▶ Exercise objective
The required output is the complete data, repeated without alteration.

▶ Information given
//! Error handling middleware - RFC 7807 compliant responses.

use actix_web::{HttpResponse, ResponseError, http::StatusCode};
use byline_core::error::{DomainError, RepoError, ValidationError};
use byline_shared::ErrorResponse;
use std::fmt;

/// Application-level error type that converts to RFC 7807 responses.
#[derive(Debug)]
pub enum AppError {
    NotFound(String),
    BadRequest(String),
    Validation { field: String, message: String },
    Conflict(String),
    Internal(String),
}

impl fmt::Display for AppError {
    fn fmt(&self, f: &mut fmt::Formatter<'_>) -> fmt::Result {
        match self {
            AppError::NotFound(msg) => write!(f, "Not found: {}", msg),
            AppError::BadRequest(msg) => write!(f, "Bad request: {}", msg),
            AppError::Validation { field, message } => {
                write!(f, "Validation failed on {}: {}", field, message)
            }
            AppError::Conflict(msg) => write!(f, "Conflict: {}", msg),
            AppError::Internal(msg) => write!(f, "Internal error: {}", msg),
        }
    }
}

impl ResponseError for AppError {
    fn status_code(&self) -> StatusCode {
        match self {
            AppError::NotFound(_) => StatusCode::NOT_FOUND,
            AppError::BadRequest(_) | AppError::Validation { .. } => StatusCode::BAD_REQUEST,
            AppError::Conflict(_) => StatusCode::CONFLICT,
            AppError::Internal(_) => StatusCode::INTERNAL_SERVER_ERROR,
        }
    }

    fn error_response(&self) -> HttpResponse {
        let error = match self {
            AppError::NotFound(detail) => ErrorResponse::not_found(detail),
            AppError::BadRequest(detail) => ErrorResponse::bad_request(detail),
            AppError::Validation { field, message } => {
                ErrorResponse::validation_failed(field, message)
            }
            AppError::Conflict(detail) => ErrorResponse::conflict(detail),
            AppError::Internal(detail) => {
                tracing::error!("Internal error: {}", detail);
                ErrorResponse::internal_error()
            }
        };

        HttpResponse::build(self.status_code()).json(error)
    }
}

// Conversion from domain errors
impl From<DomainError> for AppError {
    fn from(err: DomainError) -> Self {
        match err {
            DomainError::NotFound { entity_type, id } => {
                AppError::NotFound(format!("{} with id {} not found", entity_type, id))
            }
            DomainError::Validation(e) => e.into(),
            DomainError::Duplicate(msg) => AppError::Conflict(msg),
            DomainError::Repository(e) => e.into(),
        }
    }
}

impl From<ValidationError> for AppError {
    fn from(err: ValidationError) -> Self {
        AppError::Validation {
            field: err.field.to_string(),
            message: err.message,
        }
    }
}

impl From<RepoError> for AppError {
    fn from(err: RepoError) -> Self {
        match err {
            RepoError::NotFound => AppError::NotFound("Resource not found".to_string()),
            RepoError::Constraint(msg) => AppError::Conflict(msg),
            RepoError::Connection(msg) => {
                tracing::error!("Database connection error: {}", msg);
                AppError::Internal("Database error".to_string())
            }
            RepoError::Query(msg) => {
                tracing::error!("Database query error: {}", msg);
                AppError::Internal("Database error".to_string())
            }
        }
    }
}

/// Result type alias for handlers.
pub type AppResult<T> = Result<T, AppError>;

▶ Your response
//! Error handling middleware - RFC 7807 compliant responses.

use actix_web::{HttpResponse, ResponseError, http::StatusCode};
use byline_core::error::{DomainError, RepoError, ValidationError};
use byline_shared::ErrorResponse;
use std::fmt;

/// Application-level error type that converts to RFC 7807 responses.
#[derive(Debug)]
pub enum AppError {
    NotFound(String),
    BadRequest(String),
    Validation { field: String, message: String },
    Conflict(String),
    Internal(String),
}

impl fmt::Display for AppError {
    fn fmt(&self, f: &mut fmt::Formatter<'_>) -> fmt::Result {
        match self {
            AppError::NotFound(msg) => write!(f, "Not found: {}", msg),
            AppError::BadRequest(msg) => write!(f, "Bad request: {}", msg),
            AppError::Validation { field, message } => {
                write!(f, "Validation failed on {}: {}", field, message)
            }
            AppError::Conflict(msg) => write!(f, "Conflict: {}", msg),
            AppError::Internal(msg) => write!(f, "Internal error: {}", msg),
        }
    }
}

impl ResponseError for AppError {
    fn status_code(&self) -> StatusCode {
        match self {
            AppError::NotFound(_) => StatusCode::NOT_FOUND,
            AppError::BadRequest(_) | AppError::Validation { .. } => StatusCode::BAD_REQUEST,
            AppError::Conflict(_) => StatusCode::CONFLICT,
            AppError::Internal(_) => StatusCode::INTERNAL_SERVER_ERROR,
        }
    }

    fn error_response(&self) -> HttpResponse {
        let error = match self {
            AppError::NotFound(detail) => ErrorResponse::not_found(detail),
            AppError::BadRequest(detail) => ErrorResponse::bad_request(detail),
            AppError::Validation { field, message } => {
                ErrorResponse::validation_failed(field, message)
            }
            AppError::Conflict(detail) => ErrorResponse::conflict(detail),
            AppError::Internal(detail) => {
                tracing::error!("Internal error: {}", detail);
                ErrorResponse::internal_error()
            }
        };

        HttpResponse::build(self.status_code()).json(error)
    }
}

// Conversion from domain errors
impl From<DomainError> for AppError {
    fn from(err: DomainError) -> Self {
        match err {
            DomainError::NotFound { entity_type, id } => {
                AppError::NotFound(format!("{} with id {} not found", entity_type, id))
            }
            DomainError::Validation(e) => e.into(),
            DomainError::Duplicate(msg) => AppError::Conflict(msg),
            DomainError::Repository(e) => e.into(),
        }
    }
}

impl From<ValidationError> for AppError {
    fn from(err: ValidationError) -> Self {
        AppError::Validation {
            field: err.field.to_string(),
            message: err.message,
        }
    }
}

impl From<RepoError> for AppError {
    fn from(err: RepoError) -> Self {
        match err {
            RepoError::NotFound => AppError::NotFound("Resource not found".to_string()),
            RepoError::Constraint(msg) => AppError::Conflict(msg),
            RepoError::Connection(msg) => {
                tracing::error!("Database connection error: {}", msg);
                AppError::Internal("Database error".to_string())
            }
            RepoError::Query(msg) => {
                tracing::error!("Database query error: {}", msg);
                AppError::Internal("Database error".to_string())
            }
        }
    }
}

/// Result type alias for handlers.
pub type AppResult<T> = Result<T, AppError>;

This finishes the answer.